2. Voilà donc l'ordre de la nature renversé: le droit d'aînesse passe du plus âgé au plus sage. « Esaü vendit toutes ses prérogatives; » c'est-à-dire que, pour un peu de nourriture, il sacrifia l'honneur qu'il tenait de la nature. Aussi le Livre saint ajoute-t-il aussitôt : « Et Esaü s'inquiéta peu du droit dont il s'était défait; » Ibid., 34; comme s'il disait : Esaü se montrait ingrat, et partant, il devenait indigne des privilèges que son titre d'aîné lui conférait. C'en est assez pour faire connaître son ingratitude et réaliser l'oracle du Seigneur. 

Exhortation morale

Pour nous, en entendant ces choses, apprenons à ne pas mépriser les dons de Dieu, et à mettre toujours dans notre estime les biens sérieux et véritables au-dessus de petites et mesquines faveurs. Quelle n'est pas notre folie, je vous le demande, de préférer au royaume des cieux et à la possession des biens éternels, ces richesses rapides dont nous jouissons à peine la durée d'un jour ? Qu'il faut que notre cupidité soit puissante ! Eh quoi ! nous sacrifions des biens qui doivent durer toujours pour des biens qui passent si vite ! Quelle démence ! Quel aveuglement profond ! Pour trop aimer les biens du temps, nous nous privons des richesses célestes, et ces biens de la terre même, nous ne les goûtons jamais sans remords et sans crainte. Voyons, parlez avec franchise et dites-moi quel profit amènent avec elles les grandes richesses ? Ne savez-vous pas que l'accroissement de la fortune a pour unique résultat d'augmenter les soucis, les préoccupations et les veilles ? Ne voyez-vous pas que plus on est riche, plus on est, pour ainsi dire, esclave ? On a peur de tout, même des ombres. Les trames secrètes, les jalousies, les haines, tels sont les fruits les plus ordinaires de la fortune. De quoi se plaint ce mortel fortuné ? Il est riche, il possède un trésor de dix mille talents, et cependant il envie le sort de ce pauvre ouvrier qui travaille tous les jours et qui gagne son pain à la sueur de son front ! Belle joie et grand profit, en effet, de ne pas jouir des biens du temps et de perdre , pour y trop tenir, les biens de l'éternité ! Que dis-je ? Et quand je parle de la perte des biens du Ciel, est-ce que je dis assez ? En même temps que nous sommes ici-bas sous les coups des maux qui nous accablent, en même temps que nous perdons tout droit aux trésors de la future patrie, nous méritons la géhenne. Et encore je ne dis pas tous les péchés auxquels les richesses nous exposent : les ruses, les calomnies, les rapines et les fraudes.

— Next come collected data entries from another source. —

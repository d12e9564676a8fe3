//! Resilient Executor
//!
//! Wraps transport calls for one provider with circuit-breaker gating,
//! bounded retry with exponential backoff, per-attempt timeouts, and
//! single-shot 401 recovery. Failure classification is shared with the
//! circuit breaker through `BridgeError`, so retry and breaker decisions
//! never disagree about the same outcome.

use std::sync::Arc;
use std::time::Duration;
use tokio_util::sync::CancellationToken;
use tracing::{debug, warn};

use crate::auth::AuthenticationHandler;
use crate::error::{BridgeError, BridgeResult, HttpError, TransportError};
use crate::resilience::{CircuitBreaker, CircuitState};
use crate::transport::{HttpRequest, HttpResponse, HttpTransport};
use crate::types::{CircuitBreakerConfig, RetryConfig};

/// Absolute ceiling for a single retry backoff delay.
const BACKOFF_CEILING: Duration = Duration::from_secs(10);

/// Resilient request executor for one provider connection.
pub struct ResilientExecutor<T: HttpTransport> {
    provider: String,
    retry: RetryConfig,
    timeout: Duration,
    breaker: CircuitBreaker,
    transport: Arc<T>,
    auth: Arc<AuthenticationHandler<T>>,
}

impl<T: HttpTransport> ResilientExecutor<T> {
    pub fn new(
        provider: impl Into<String>,
        retry: RetryConfig,
        circuit: CircuitBreakerConfig,
        timeout: Duration,
        transport: Arc<T>,
        auth: Arc<AuthenticationHandler<T>>,
    ) -> Self {
        let provider = provider.into();
        Self {
            breaker: CircuitBreaker::new(provider.clone(), circuit),
            provider,
            retry,
            timeout,
            transport,
            auth,
        }
    }

    pub fn circuit_state(&self) -> CircuitState {
        self.breaker.state()
    }

    pub fn circuit_failure_count(&self) -> u32 {
        self.breaker.failure_count()
    }

    pub fn reset_circuit(&self) {
        self.breaker.reset();
    }

    /// Execute a request with the full resilience pipeline.
    ///
    /// Each attempt is gated by the circuit breaker and bounded by the
    /// per-attempt timeout. Retryable failures back off exponentially up
    /// to `max_attempts` total attempts. A 401 triggers exactly one
    /// logout/re-authenticate/replay outside the retry budget.
    pub async fn execute(
        &self,
        request: HttpRequest,
        cancel: &CancellationToken,
    ) -> BridgeResult<HttpResponse> {
        let mut attempt: u32 = 0;
        let mut delay = self.retry.initial_delay;
        let mut reauth_done = false;

        loop {
            attempt += 1;
            self.breaker.preflight()?;

            match self.attempt_once(&request, cancel).await {
                Ok(response) => {
                    self.breaker.record_success();
                    return Ok(response);
                }
                Err(error) if error.is_cancelled() => {
                    self.breaker.record_trial_abort();
                    return Err(error);
                }
                Err(error) => {
                    if error.counts_toward_circuit() {
                        self.breaker.record_failure();
                    } else {
                        // The provider answered; it is not failing, the
                        // request is.
                        self.breaker.record_success();
                    }

                    let stale_session = matches!(error, BridgeError::Http(_))
                        && error.status() == Some(401)
                        && self.auth.has_credentials(&self.provider);
                    if stale_session && !reauth_done {
                        reauth_done = true;
                        attempt -= 1; // the replay sits outside the retry budget
                        warn!(provider = %self.provider, "401 received, re-authenticating once");
                        self.auth.logout(&self.provider).await;
                        self.auth.authenticate(&self.provider, None, cancel).await?;
                        continue;
                    }

                    if !error.is_retryable() || attempt >= self.retry.max_attempts {
                        return Err(error);
                    }

                    debug!(
                        provider = %self.provider,
                        attempt,
                        backoff = ?delay,
                        "retrying after failure"
                    );
                    self.backoff(delay, cancel).await?;
                    delay = delay
                        .mul_f64(self.retry.backoff_factor)
                        .min(BACKOFF_CEILING);
                }
            }
        }
    }

    /// One attempt: inject (possibly refreshed) auth headers, bound the
    /// transport call by the per-attempt timeout, and turn HTTP error
    /// statuses into classified errors.
    async fn attempt_once(
        &self,
        request: &HttpRequest,
        cancel: &CancellationToken,
    ) -> BridgeResult<HttpResponse> {
        let mut attempt_request = request.clone();
        attempt_request.timeout = Some(self.timeout);

        if self.auth.has_credentials(&self.provider) {
            let auth = self.auth.authenticate(&self.provider, None, cancel).await?;
            for (name, value) in auth.headers {
                attempt_request.headers.entry(name).or_insert(value);
            }
        }

        let response = match tokio::time::timeout(
            self.timeout,
            self.transport.send(attempt_request, cancel),
        )
        .await
        {
            Ok(result) => result?,
            Err(_) => {
                return Err(BridgeError::Transport(TransportError::Timeout {
                    timeout: self.timeout,
                }))
            }
        };

        if response.is_success() {
            Ok(response)
        } else {
            Err(BridgeError::Http(HttpError {
                status: response.status,
                headers: response.headers,
                body: response.body,
            }))
        }
    }

    /// Cancel-aware retry backoff.
    async fn backoff(&self, delay: Duration, cancel: &CancellationToken) -> BridgeResult<()> {
        tokio::select! {
            _ = cancel.cancelled() => Err(BridgeError::Transport(TransportError::Cancelled)),
            _ = tokio::time::sleep(delay) => Ok(()),
        }
    }
}
//! HTTP Transport
//!
//! Transport boundary consumed by the bridge: issue a request with
//! method, URL, headers, body, timeout, and a cancellation token, and get
//! back a status/headers/body triple or a network-level error. HTTP error
//! statuses are returned as responses here; classification happens in the
//! executor so retry and circuit decisions stay in one place.

use async_trait::async_trait;
use std::collections::{HashMap, VecDeque};
use std::time::Duration;
use tokio_util::sync::CancellationToken;

use crate::error::{BridgeError, TransportError};

/// HTTP request definition.
#[derive(Clone, Debug)]
pub struct HttpRequest {
    pub method: HttpMethod,
    pub url: String,
    pub headers: HashMap<String, String>,
    pub body: Option<String>,
    pub timeout: Option<Duration>,
}

impl HttpRequest {
    pub fn new(method: HttpMethod, url: impl Into<String>) -> Self {
        Self {
            method,
            url: url.into(),
            headers: HashMap::new(),
            body: None,
            timeout: None,
        }
    }
}

/// HTTP method.
#[derive(Clone, Copy, Debug, PartialEq, Eq)]
pub enum HttpMethod {
    Get,
    Post,
    Put,
    Patch,
    Delete,
}

impl HttpMethod {
    pub fn as_str(&self) -> &'static str {
        match self {
            Self::Get => "GET",
            Self::Post => "POST",
            Self::Put => "PUT",
            Self::Patch => "PATCH",
            Self::Delete => "DELETE",
        }
    }
}

/// HTTP response definition. Header names are lowercased.
#[derive(Clone, Debug)]
pub struct HttpResponse {
    pub status: u16,
    pub headers: HashMap<String, String>,
    pub body: String,
}

impl HttpResponse {
    /// Case-insensitive header lookup.
    pub fn header(&self, name: &str) -> Option<&str> {
        self.headers
            .get(&name.to_ascii_lowercase())
            .map(|s| s.as_str())
    }

    pub fn is_success(&self) -> bool {
        (200..300).contains(&self.status)
    }
}

/// HTTP transport interface (for dependency injection).
#[async_trait]
pub trait HttpTransport: Send + Sync {
    /// Send a request. Cancelling the token aborts the in-flight call
    /// with `TransportError::Cancelled`.
    async fn send(
        &self,
        request: HttpRequest,
        cancel: &CancellationToken,
    ) -> Result<HttpResponse, BridgeError>;
}

/// Default reqwest-based transport.
pub struct ReqwestHttpTransport {
    client: reqwest::Client,
    default_timeout: Duration,
}

impl ReqwestHttpTransport {
    pub fn new() -> Result<Self, BridgeError> {
        Self::with_timeout(Duration::from_secs(30))
    }

    pub fn with_timeout(timeout: Duration) -> Result<Self, BridgeError> {
        let client = reqwest::Client::builder()
            .timeout(timeout)
            .build()
            .map_err(|e| {
                BridgeError::Transport(TransportError::InvalidRequest {
                    message: format!("failed to build HTTP client: {}", e),
                })
            })?;

        Ok(Self {
            client,
            default_timeout: timeout,
        })
    }

    async fn dispatch(&self, request: HttpRequest) -> Result<HttpResponse, BridgeError> {
        let timeout = request.timeout.unwrap_or(self.default_timeout);

        let mut builder = match request.method {
            HttpMethod::Get => self.client.get(&request.url),
            HttpMethod::Post => self.client.post(&request.url),
            HttpMethod::Put => self.client.put(&request.url),
            HttpMethod::Patch => self.client.patch(&request.url),
            HttpMethod::Delete => self.client.delete(&request.url),
        };

        for (key, value) in &request.headers {
            builder = builder.header(key, value);
        }

        if let Some(body) = request.body {
            builder = builder.body(body);
        }

        let response = builder.timeout(timeout).send().await.map_err(|e| {
            if e.is_timeout() {
                BridgeError::Transport(TransportError::Timeout { timeout })
            } else {
                BridgeError::Transport(TransportError::ConnectionFailed {
                    message: e.to_string(),
                })
            }
        })?;

        let status = response.status().as_u16();

        let mut headers = HashMap::new();
        for (key, value) in response.headers() {
            if let Ok(v) = value.to_str() {
                headers.insert(key.as_str().to_ascii_lowercase(), v.to_string());
            }
        }

        let body = response.text().await.map_err(|e| {
            BridgeError::Transport(TransportError::ConnectionFailed {
                message: format!("failed to read response body: {}", e),
            })
        })?;

        Ok(HttpResponse {
            status,
            headers,
            body,
        })
    }
}

#[async_trait]
impl HttpTransport for ReqwestHttpTransport {
    async fn send(
        &self,
        request: HttpRequest,
        cancel: &CancellationToken,
    ) -> Result<HttpResponse, BridgeError> {
        tokio::select! {
            _ = cancel.cancelled() => Err(BridgeError::Transport(TransportError::Cancelled)),
            result = self.dispatch(request) => result,
        }
    }
}

/// One scripted outcome for the mock transport.
pub enum MockOutcome {
    Response(HttpResponse),
    Error(BridgeError),
}

/// Mock HTTP transport for testing. Outcomes are consumed in FIFO order;
/// every request is recorded.
#[derive(Default)]
pub struct MockHttpTransport {
    outcomes: std::sync::Mutex<VecDeque<MockOutcome>>,
    request_history: std::sync::Mutex<Vec<HttpRequest>>,
    default_response: std::sync::Mutex<Option<HttpResponse>>,
}

impl MockHttpTransport {
    pub fn new() -> Self {
        Self::default()
    }

    /// Queue a response to return.
    pub fn queue_response(&self, response: HttpResponse) -> &Self {
        self.outcomes
            .lock()
            .unwrap()
            .push_back(MockOutcome::Response(response));
        self
    }

    /// Queue a bare-status response.
    pub fn queue_status(&self, status: u16) -> &Self {
        self.queue_response(HttpResponse {
            status,
            headers: HashMap::new(),
            body: String::new(),
        })
    }

    /// Queue a status response with headers.
    pub fn queue_status_with_headers(&self, status: u16, headers: &[(&str, &str)]) -> &Self {
        self.queue_response(HttpResponse {
            status,
            headers: headers
                .iter()
                .map(|(k, v)| (k.to_ascii_lowercase(), v.to_string()))
                .collect(),
            body: String::new(),
        })
    }

    /// Queue a JSON response.
    pub fn queue_json_response<T: serde::Serialize>(&self, status: u16, body: &T) -> &Self {
        self.queue_response(HttpResponse {
            status,
            headers: [("content-type".to_string(), "application/json".to_string())]
                .into_iter()
                .collect(),
            body: serde_json::to_string(body).unwrap(),
        })
    }

    /// Queue a transport-level error.
    pub fn queue_error(&self, error: BridgeError) -> &Self {
        self.outcomes
            .lock()
            .unwrap()
            .push_back(MockOutcome::Error(error));
        self
    }

    /// Queue a connection failure.
    pub fn queue_connection_failure(&self) -> &Self {
        self.queue_error(BridgeError::Transport(TransportError::ConnectionFailed {
            message: "mock connection failure".to_string(),
        }))
    }

    /// Set the response returned when the queue is empty.
    pub fn set_default_response(&self, response: HttpResponse) -> &Self {
        *self.default_response.lock().unwrap() = Some(response);
        self
    }

    /// All requests seen so far.
    pub fn requests(&self) -> Vec<HttpRequest> {
        self.request_history.lock().unwrap().clone()
    }

    /// Number of requests seen so far.
    pub fn request_count(&self) -> usize {
        self.request_history.lock().unwrap().len()
    }

    /// The most recent request.
    pub fn last_request(&self) -> Option<HttpRequest> {
        self.request_history.lock().unwrap().last().cloned()
    }
}

#[async_trait]
impl HttpTransport for MockHttpTransport {
    async fn send(
        &self,
        request: HttpRequest,
        cancel: &CancellationToken,
    ) -> Result<HttpResponse, BridgeError> {
        if cancel.is_cancelled() {
            return Err(BridgeError::Transport(TransportError::Cancelled));
        }

        self.request_history.lock().unwrap().push(request);

        match self.outcomes.lock().unwrap().pop_front() {
            Some(MockOutcome::Response(response)) => Ok(response),
            Some(MockOutcome::Error(error)) => Err(error),
            None => self
                .default_response
                .lock()
                .unwrap()
                .clone()
                .ok_or_else(|| {
                    BridgeError::Transport(TransportError::ConnectionFailed {
                        message: "no mock response available".to_string(),
                    })
                }),
        }
    }
}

Mais je veux que vous évitiez pour vous-mêmes toutes ces conséquences déplorables de la richesse, ce que j'admets difficilement. Croyez-vous pour cela être sans reproche et pouvez-vous être sans crainte ? Ah ! si vous les gardez pour vous seul, si vous ne les répandez pas sur les pauvres, c'est en vain que vous vous flatterez d'échapper au feu vengeur de l'enfer. Ouvrez l’Évangile, lisez cette parabole où il est dit que Dieu mettra les bons à sa droite, et les méchants à sa gauche et qu’il annoncera aux bons que le royaume du Ciel leur a été préparé à cause de leur charité pour les malheureux. « Venez, leur dira-t-il, venez, les bénis de mon Père, entrez en possession du royaume qui vous a été préparé dès l'origine du monde. » Pourquoi et pour quelle cause ? « J'ai eu faim, et vous m’avez donné à manger. » Matth., XXV 35. Quant aux méchants, c'est le feu qui les attend : «Eloignez-vous de moi, maudits; allez dans le feu éternel qui a été préparé pour le diable et pour ses anges.» Ibid., 41. Oh ! l’écrasante parole ! Le Seigneur et le Maître de toute chose continue : «J'ai eu faim et vous ne m'avez pas donné à manger. » Ibid., 42. Quel cœur, si dur puisse-t-il être, résisterait ce langage ? Quoi ! ton Seigneur pauvre et mendiant passe à tes côtés, et tu nages dans les délices; ce n'est pas assez, tu le méprises et tu continues à jouir quoiqu'il ne te demande presque rien : un peu de pain seulement pour apaiser sa faim. Il est nu et transi de froid, et toi, couvert de vêtements de soie, tu n'a pas pitié de sa misère; et tu fermes ton cœur à la compassion. Quel pardon mérite une telle conduite ? Veillons donc sur nous-mêmes; gardons-nous d’arriver à la fortune par toute sorte de moyens; préoccupons-nous uniquement d'en bien disposer en faveur des pauvres, et n'allons pas, pour des biens qui passent, sacrifier des biens qui ne passent pas et qui échappent à toute vicissitude et à tout changement. Est-ce que Dieu n'a pas voulu, en nous laissant ignorer le jour de notre mort, nous mieux disposer à une sobriété, à une vigilance continuelle, et allumer dans nos âmes une ardeur de plus en plus vive pour le bien ? « Veillez, nous a-t-il dit, parce que vous ne connaissez. ni le jour, ni l'heure. » Matth.,XXV,13.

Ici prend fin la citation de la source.